__What you need to do__:
The answer is to be an exact copy of the lines below running from the line with "Port (for testability)" down to the line with "pub struct FixedTimeProvider", both ends included, and nothing more.

————

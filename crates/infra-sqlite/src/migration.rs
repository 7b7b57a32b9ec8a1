// Migration Runner

use crate::error::map_sqlx_error;
use portability_core::error::Result;
use sqlx::SqlitePool;
use tracing::info;

const MIGRATIONS: &[(i64, &str, &str)] = &[(
    1,
    "Initial schema",
    include_str!("../migrations/001_initial_schema.sql"),
)];

/// Apply every migration newer than the recorded schema version
pub async fn run_migrations(pool: &SqlitePool) -> Result<()> {
    info!("Running database migrations...");

    let table_exists: i64 = sqlx::query_scalar(
        "SELECT COUNT(*) FROM sqlite_master WHERE type='table' AND name='schema_version'",
    )
    .fetch_one(pool)
    .await
    .map_err(map_sqlx_error)?;

    let current_version: i64 = if table_exists > 0 {
        sqlx::query_scalar("SELECT version FROM schema_version ORDER BY version DESC LIMIT 1")
            .fetch_optional(pool)
            .await
            .map_err(map_sqlx_error)?
            .unwrap_or(0)
    } else {
        0
    };

    info!(version = current_version, "Current schema version");

    for (version, name, sql) in MIGRATIONS {
        if current_version < *version {
            info!(version = *version, "Applying migration {:03}: {}", version, name);
            apply_migration(pool, sql).await?;
        }
    }

    info!("All migrations applied successfully");
    Ok(())
}

/// Apply a single migration SQL file in one transaction
async fn apply_migration(pool: &SqlitePool, sql: &str) -> Result<()> {
    let mut tx = pool.begin().await.map_err(map_sqlx_error)?;

    for statement in sql.split(';') {
        let clean_statement = statement
            .lines()
            .filter(|line| !line.trim().starts_with("--"))
            .collect::<Vec<_>>()
            .join("\n");
        let clean_statement = clean_statement.trim();

        if !clean_statement.is_empty() {
            sqlx::query(clean_statement)
                .execute(&mut *tx)
                .await
                .map_err(map_sqlx_error)?;
        }
    }

    tx.commit().await.map_err(map_sqlx_error)?;
    Ok(())
}
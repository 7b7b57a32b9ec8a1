// Time Provider Port (for testability)

use std::sync::atomic::{AtomicI64, Ordering};

/// Time provider interface (allows mocking in tests)
pub trait TimeProvider: Send + Sync {
    /// Get current time in milliseconds since epoch
    fn now_millis(&self) -> i64;
}

/// System time provider (production)
pub struct SystemTimeProvider;

impl TimeProvider for SystemTimeProvider {
    fn now_millis(&self) -> i64 {
        chrono::Utc::now().timestamp_millis()
    }
}

/// Manually advanced clock
pub struct FixedTimeProvider {
    now: AtomicI64,
}

impl FixedTimeProvider {
    pub fn new(now_millis: i64) -> Self {
        Self {
            now: AtomicI64::new(now_millis),
        }
    }

    pub fn advance(&self, millis: i64) {
        self.now.fetch_add(millis, Ordering::SeqCst);
    }
}

impl TimeProvider for FixedTimeProvider {
    fn now_millis(&self) -> i64 {
        self.now.load(Ordering::SeqCst)
    }
}
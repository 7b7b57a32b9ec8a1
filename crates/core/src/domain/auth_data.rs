// Credential payloads exchanged with providers

use serde::{Deserialize, Serialize};

/// Provider credential payload.
///
/// Serialized to canonical JSON before encryption. `Debug` never prints
/// token material.
#[derive(Clone, PartialEq, Eq, Serialize, Deserialize)]
#[serde(tag = "@type")]
pub enum AuthData {
    /// OAuth 1.0 style token + secret pair
    TokenSecret { token: String, secret: String },
    /// OAuth 2.0 style access token with refresh information
    TokensAndUrl {
        access_token: String,
        refresh_token: Option<String>,
        token_server_url: String,
    },
    /// Plain bearer token
    Token { token: String },
}

impl AuthData {
    pub fn token_secret(token: impl Into<String>, secret: impl Into<String>) -> Self {
        Self::TokenSecret {
            token: token.into(),
            secret: secret.into(),
        }
    }

    pub fn bearer(token: impl Into<String>) -> Self {
        Self::Token {
            token: token.into(),
        }
    }

    /// Primary token regardless of variant
    pub fn token(&self) -> &str {
        match self {
            AuthData::TokenSecret { token, .. } => token,
            AuthData::TokensAndUrl { access_token, .. } => access_token,
            AuthData::Token { token } => token,
        }
    }

    pub fn kind(&self) -> &'static str {
        match self {
            AuthData::TokenSecret { .. } => "TokenSecret",
            AuthData::TokensAndUrl { .. } => "TokensAndUrl",
            AuthData::Token { .. } => "Token",
        }
    }
}

impl std::fmt::Debug for AuthData {
    fn fmt(&self, f: &mut std::fmt::Formatter<'_>) -> std::fmt::Result {
        write!(f, "AuthData::{}(<redacted>)", self.kind())
    }
}

/// Result of starting an authorization flow with a provider
#[derive(Debug, Clone)]
pub struct AuthFlowConfiguration {
    /// URL the user's browser is redirected to
    pub auth_url: String,
    /// Request token for two-step (OAuth 1.0) flows
    pub initial_auth_data: Option<AuthData>,
}

#[cfg(test)]
mod tests {
    use super::*;

    #[test]
    fn test_serialization_is_tagged() {
        let auth = AuthData::token_secret("t1", "s1");
        let json = serde_json::to_string(&auth).unwrap();
        assert_eq!(json, r#"{"@type":"TokenSecret","token":"t1","secret":"s1"}"#);
        assert_eq!(serde_json::from_str::<AuthData>(&json).unwrap(), auth);
    }

    #[test]
    fn test_debug_hides_tokens() {
        let auth = AuthData::bearer("very-secret");
        let rendered = format!("{:?}", auth);
        assert!(!rendered.contains("very-secret"));
        assert_eq!(rendered, "AuthData::Token(<redacted>)");
    }
}
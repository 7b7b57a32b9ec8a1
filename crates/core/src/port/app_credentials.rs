// Application credential store (API key/secret pairs for provider adapters)

use crate::error::{AppError, Result};

#[derive(Clone, PartialEq, Eq)]
pub struct AppCredentials {
    pub key: String,
    pub secret: String,
}

impl std::fmt::Debug for AppCredentials {
    fn fmt(&self, f: &mut std::fmt::Formatter<'_>) -> std::fmt::Result {
        f.debug_struct("AppCredentials")
            .field("key", &self.key)
            .field("secret", &"<redacted>")
            .finish()
    }
}

pub trait AppCredentialStore: Send + Sync {
    /// Look up credentials by named identifiers, e.g. ("IMGUR_KEY", "IMGUR_SECRET")
    fn get_app_credentials(&self, key_name: &str, secret_name: &str) -> Result<AppCredentials>;
}

/// Reads credentials from environment variables
pub struct EnvAppCredentialStore;

impl AppCredentialStore for EnvAppCredentialStore {
    fn get_app_credentials(&self, key_name: &str, secret_name: &str) -> Result<AppCredentials> {
        let read = |name: &str| {
            std::env::var(name)
                .ok()
                .filter(|v| !v.is_empty())
                .ok_or_else(|| AppError::Config(format!("{} is not set", name)))
        };
        Ok(AppCredentials {
            key: read(key_name)?,
            secret: read(secret_name)?,
        })
    }
}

————

__Written solution__:
// Time Provider Port (for testability)

use std::sync::atomic::{AtomicI64, Ordering};

/// Time provider interface (allows mocking in tests)
pub trait TimeProvider: Send + Sync {
    /// Get current time in milliseconds since epoch
    fn now_millis(&self) -> i64;
}

/// System time provider (production)
pub struct SystemTimeProvider;

impl TimeProvider for SystemTimeProvider {
    fn now_millis(&self) -> i64 {
        chrono::Utc::now().timestamp_millis()
    }
}

/// Manually advanced clock
pub struct FixedTimeProvider {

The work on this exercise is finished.